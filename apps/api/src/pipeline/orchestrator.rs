//! Pipeline Orchestrator: owns the fallback policy for both request paths.
//!
//! Collection: Idle → CheckingCorpusSize → (empty: Collecting → Idle) | Idle.
//! Topics are collected one at a time, paced by `TopicPacer`. When every topic
//! leaves the corpus empty, the synthetic topic seeds it with fallback insights.
//!
//! Analysis: ExtractingText → EnsuringCorpus → Analyzing → Persisting → Complete.
//! Provider failures never surface here; the analyzer always returns something.
//! Store read failures abort the request.

use std::fmt;
use std::sync::Arc;
use std::time::Duration;

use anyhow::Result;
use tracing::{debug, info, warn};
use uuid::Uuid;

use crate::analysis::ResumeAnalyzer;
use crate::insights::{Extraction, InsightExtractor};
use crate::llm_client::{Origin, Provider, ProviderChain};
use crate::models::feedback::{FeedbackItem, ScoreSet};
use crate::models::insight::InsightRecord;
use crate::pipeline::pacer::TopicPacer;
use crate::sources::ContentFetcher;
use crate::store::{PersistenceGateway, Store};

/// Collected without an upstream fetch; always yields the fallback list.
pub const SYNTHETIC_TOPIC: &str = "resume_best_practices";
/// Most recent insights fed into one analysis.
pub const CORPUS_LIMIT: i64 = 100;

#[derive(Debug, Clone, Copy, PartialEq, Eq)]
enum Phase {
    Idle,
    CheckingCorpusSize,
    Collecting,
    ExtractingText,
    EnsuringCorpus,
    Analyzing,
    Persisting,
    Complete,
}

impl fmt::Display for Phase {
    fn fmt(&self, f: &mut fmt::Formatter<'_>) -> fmt::Result {
        fmt::Debug::fmt(self, f)
    }
}

fn enter(phase: Phase, subject: &str) {
    debug!(%phase, subject, "pipeline phase");
}

#[derive(Debug, Clone)]
pub struct CollectionOutcome {
    pub posts_analyzed: usize,
    pub insights: Vec<InsightRecord>,
    pub stored: usize,
    pub origin: Origin,
}

#[derive(Debug, Clone)]
pub struct AnalysisOutcome {
    /// Shared by the score row and every feedback row of this run.
    pub analysis_id: Uuid,
    pub feedback: Vec<FeedbackItem>,
    pub scores: ScoreSet,
    pub insights_used: usize,
    pub feedback_stored: usize,
    pub scores_stored: usize,
    pub origin: Origin,
}

pub struct Pipeline {
    store: Arc<dyn Store>,
    fetcher: Arc<dyn ContentFetcher>,
    extractor: InsightExtractor,
    analyzer: ResumeAnalyzer,
    gateway: PersistenceGateway,
    providers: Vec<Provider>,
    topics: Vec<String>,
    pacer: TopicPacer,
}

impl Pipeline {
    pub fn new(
        store: Arc<dyn Store>,
        fetcher: Arc<dyn ContentFetcher>,
        providers: ProviderChain,
        topics: Vec<String>,
        topic_interval: Duration,
    ) -> Self {
        Self {
            gateway: PersistenceGateway::new(store.clone()),
            providers: providers.providers(),
            store,
            fetcher,
            extractor: InsightExtractor::new(providers.clone()),
            analyzer: ResumeAnalyzer::new(providers),
            topics,
            pacer: TopicPacer::new(topic_interval),
        }
    }

    /// Providers in the order they are tried; empty means fallback only.
    pub fn providers(&self) -> &[Provider] {
        &self.providers
    }

    /// Fetch → extract → store for one topic. Always yields ten insights.
    pub async fn collect(&self, topic: &str) -> CollectionOutcome {
        let documents = self.fetcher.fetch(topic).await;
        let extraction = self.extractor.extract(topic, &documents).await;
        self.persist_extraction(topic, documents.len(), extraction)
            .await
    }

    async fn collect_synthetic(&self) -> CollectionOutcome {
        let extraction = self.extractor.extract(SYNTHETIC_TOPIC, &[]).await;
        self.persist_extraction(SYNTHETIC_TOPIC, 0, extraction).await
    }

    async fn persist_extraction(
        &self,
        topic: &str,
        posts_analyzed: usize,
        extraction: Extraction,
    ) -> CollectionOutcome {
        let stored = self
            .gateway
            .store_insights(topic, &extraction.records)
            .await;
        info!(
            "Collected r/{topic}: {} posts, {} insights ({}), {} stored",
            posts_analyzed,
            extraction.records.len(),
            extraction.origin.label(),
            stored
        );
        CollectionOutcome {
            posts_analyzed,
            insights: extraction.records,
            stored,
            origin: extraction.origin,
        }
    }

    /// Makes sure the insight corpus is non-empty, collecting every configured
    /// topic if it is not. Returns the corpus size afterwards.
    pub async fn ensure_corpus(&self) -> Result<i64> {
        enter(Phase::CheckingCorpusSize, "corpus");
        let existing = self.store.count_insights().await?;
        if existing > 0 {
            enter(Phase::Idle, "corpus");
            return Ok(existing);
        }

        enter(Phase::Collecting, "corpus");
        info!(
            "Insight corpus is empty, collecting {} topics",
            self.topics.len()
        );
        for topic in &self.topics {
            self.pacer.ready().await;
            self.collect(topic).await;
        }

        let mut count = self.store.count_insights().await?;
        if count == 0 {
            warn!("Corpus still empty after collection, seeding from r/{SYNTHETIC_TOPIC}");
            self.collect_synthetic().await;
            count = self.store.count_insights().await?;
        }

        enter(Phase::Idle, "corpus");
        Ok(count)
    }

    /// Scores one resume against the current corpus and stores the result
    /// under a freshly minted analysis id.
    pub async fn analyze(&self, resume_id: &str, resume_text: &str) -> Result<AnalysisOutcome> {
        let analysis_id = Uuid::new_v4();
        enter(Phase::ExtractingText, resume_id);
        let resume_text = resume_text.trim();

        enter(Phase::EnsuringCorpus, resume_id);
        let mut corpus = self.store.recent_insights(CORPUS_LIMIT).await?;
        if corpus.is_empty() {
            self.ensure_corpus().await?;
            corpus = self.store.recent_insights(CORPUS_LIMIT).await?;
        }
        info!(
            "Analyzing resume {resume_id} against {} insights",
            corpus.len()
        );

        enter(Phase::Analyzing, resume_id);
        let analysis = self.analyzer.analyze(resume_id, resume_text, &corpus).await;

        enter(Phase::Persisting, resume_id);
        let feedback_stored = self
            .gateway
            .store_feedback(resume_id, analysis_id, &analysis.feedback)
            .await;
        let scores_stored = self
            .gateway
            .store_scores(resume_id, analysis_id, &analysis.scores)
            .await;

        enter(Phase::Complete, resume_id);
        Ok(AnalysisOutcome {
            analysis_id,
            feedback: analysis.feedback,
            scores: analysis.scores,
            insights_used: corpus.len(),
            feedback_stored,
            scores_stored,
            origin: analysis.origin,
        })
    }
}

» **What you are asked to do**:
Every entry above should be retyped exactly as shown.

» **Exercise answer**:
filename apps/api/src/pipeline/orchestrator.rs
//! Pipeline Orchestrator: owns the fallback policy for both request paths.
//!
//! Collection: Idle → CheckingCorpusSize → (empty: Collecting → Idle) | Idle.
//! Topics are collected one at a time, paced by `TopicPacer`. When every topic
//! leaves the corpus empty, the synthetic topic seeds it with fallback insights.
//!
//! Analysis: ExtractingText → EnsuringCorpus → Analyzing → Persisting → Complete.
//! Provider failures never surface here; the analyzer always returns something.
//! Store read failures abort the request.

use std::fmt;
use std::sync::Arc;
use std::time::Duration;

use anyhow::Result;
use tracing::{debug, info, warn};
use uuid::Uuid;

use crate::analysis::ResumeAnalyzer;
use crate::insights::{Extraction, InsightExtractor};
use crate::llm_client::{Origin, Provider, ProviderChain};
use crate::models::feedback::{FeedbackItem, ScoreSet};
use crate::models::insight::InsightRecord;
use crate::pipeline::pacer::TopicPacer;
use crate::sources::ContentFetcher;
use crate::store::{PersistenceGateway, Store};

/// Collected without an upstream fetch; always yields the fallback list.
pub const SYNTHETIC_TOPIC: &str = "resume_best_practices";
/// Most recent insights fed into one analysis.
pub const CORPUS_LIMIT: i64 = 100;

#[derive(Debug, Clone, Copy, PartialEq, Eq)]
enum Phase {
    Idle,
    CheckingCorpusSize,
    Collecting,
    ExtractingText,
    EnsuringCorpus,
    Analyzing,
    Persisting,
    Complete,
}

impl fmt::Display for Phase {
    fn fmt(&self, f: &mut fmt::Formatter<'_>) -> fmt::Result {
        fmt::Debug::fmt(self, f)
    }
}

fn enter(phase: Phase, subject: &str) {
    debug!(%phase, subject, "pipeline phase");
}

#[derive(Debug, Clone)]
pub struct CollectionOutcome {
    pub posts_analyzed: usize,
    pub insights: Vec<InsightRecord>,
    pub stored: usize,
    pub origin: Origin,
}

#[derive(Debug, Clone)]
pub struct AnalysisOutcome {
    /// Shared by the score row and every feedback row of this run.
    pub analysis_id: Uuid,
    pub feedback: Vec<FeedbackItem>,
    pub scores: ScoreSet,
    pub insights_used: usize,
    pub feedback_stored: usize,
    pub scores_stored: usize,
    pub origin: Origin,
}

pub struct Pipeline {
    store: Arc<dyn Store>,
    fetcher: Arc<dyn ContentFetcher>,
    extractor: InsightExtractor,
    analyzer: ResumeAnalyzer,
    gateway: PersistenceGateway,
    providers: Vec<Provider>,
    topics: Vec<String>,
    pacer: TopicPacer,
}

impl Pipeline {
    pub fn new(
        store: Arc<dyn Store>,
        fetcher: Arc<dyn ContentFetcher>,
        providers: ProviderChain,
        topics: Vec<String>,
        topic_interval: Duration,
    ) -> Self {
        Self {
            gateway: PersistenceGateway::new(store.clone()),
            providers: providers.providers(),
            store,
            fetcher,
            extractor: InsightExtractor::new(providers.clone()),
            analyzer: ResumeAnalyzer::new(providers),
            topics,
            pacer: TopicPacer::new(topic_interval),
        }
    }

    /// Providers in the order they are tried; empty means fallback only.
    pub fn providers(&self) -> &[Provider] {
        &self.providers
    }

    /// Fetch → extract → store for one topic. Always yields ten insights.
    pub async fn collect(&self, topic: &str) -> CollectionOutcome {
        let documents = self.fetcher.fetch(topic).await;
        let extraction = self.extractor.extract(topic, &documents).await;
        self.persist_extraction(topic, documents.len(), extraction)
            .await
    }

    async fn collect_synthetic(&self) -> CollectionOutcome {
        let extraction = self.extractor.extract(SYNTHETIC_TOPIC, &[]).await;
        self.persist_extraction(SYNTHETIC_TOPIC, 0, extraction).await
    }

    async fn persist_extraction(
        &self,
        topic: &str,
        posts_analyzed: usize,
        extraction: Extraction,
    ) -> CollectionOutcome {
        let stored = self
            .gateway
            .store_insights(topic, &extraction.records)
            .await;
        info!(
            "Collected r/{topic}: {} posts, {} insights ({}), {} stored",
            posts_analyzed,
            extraction.records.len(),
            extraction.origin.label(),
            stored
        );
        CollectionOutcome {
            posts_analyzed,
            insights: extraction.records,
            stored,
            origin: extraction.origin,
        }
    }

    /// Makes sure the insight corpus is non-empty, collecting every configured
    /// topic if it is not. Returns the corpus size afterwards.
    pub async fn ensure_corpus(&self) -> Result<i64> {
        enter(Phase::CheckingCorpusSize, "corpus");
        let existing = self.store.count_insights().await?;
        if existing > 0 {
            enter(Phase::Idle, "corpus");
            return Ok(existing);
        }

        enter(Phase::Collecting, "corpus");
        info!(
            "Insight corpus is empty, collecting {} topics",
            self.topics.len()
        );
        for topic in &self.topics {
            self.pacer.ready().await;
            self.collect(topic).await;
        }

        let mut count = self.store.count_insights().await?;
        if count == 0 {
            warn!("Corpus still empty after collection, seeding from r/{SYNTHETIC_TOPIC}");
            self.collect_synthetic().await;
            count = self.store.count_insights().await?;
        }

        enter(Phase::Idle, "corpus");
        Ok(count)
    }

    /// Scores one resume against the current corpus and stores the result
    /// under a freshly minted analysis id.
    pub async fn analyze(&self, resume_id: &str, resume_text: &str) -> Result<AnalysisOutcome> {
        let analysis_id = Uuid::new_v4();
        enter(Phase::ExtractingText, resume_id);
        let resume_text = resume_text.trim();

        enter(Phase::EnsuringCorpus, resume_id);
        let mut corpus = self.store.recent_insights(CORPUS_LIMIT).await?;
        if corpus.is_empty() {
            self.ensure_corpus().await?;
            corpus = self.store.recent_insights(CORPUS_LIMIT).await?;
        }
        info!(
            "Analyzing resume {resume_id} against {} insights",
            corpus.len()
        );

        enter(Phase::Analyzing, resume_id);
        let analysis = self.analyzer.analyze(resume_id, resume_text, &corpus).await;

        enter(Phase::Persisting, resume_id);
        let feedback_stored = self
            .gateway
            .store_feedback(resume_id, analysis_id, &analysis.feedback)
            .await;
        let scores_stored = self
            .gateway
            .store_scores(resume_id, analysis_id, &analysis.scores)
            .await;

        enter(Phase::Complete, resume_id);
        Ok(AnalysisOutcome {
            analysis_id,
            feedback: analysis.feedback,
            scores: analysis.scores,
            insights_used: corpus.len(),
            feedback_stored,
            scores_stored,
            origin: analysis.origin,
        })
    }
}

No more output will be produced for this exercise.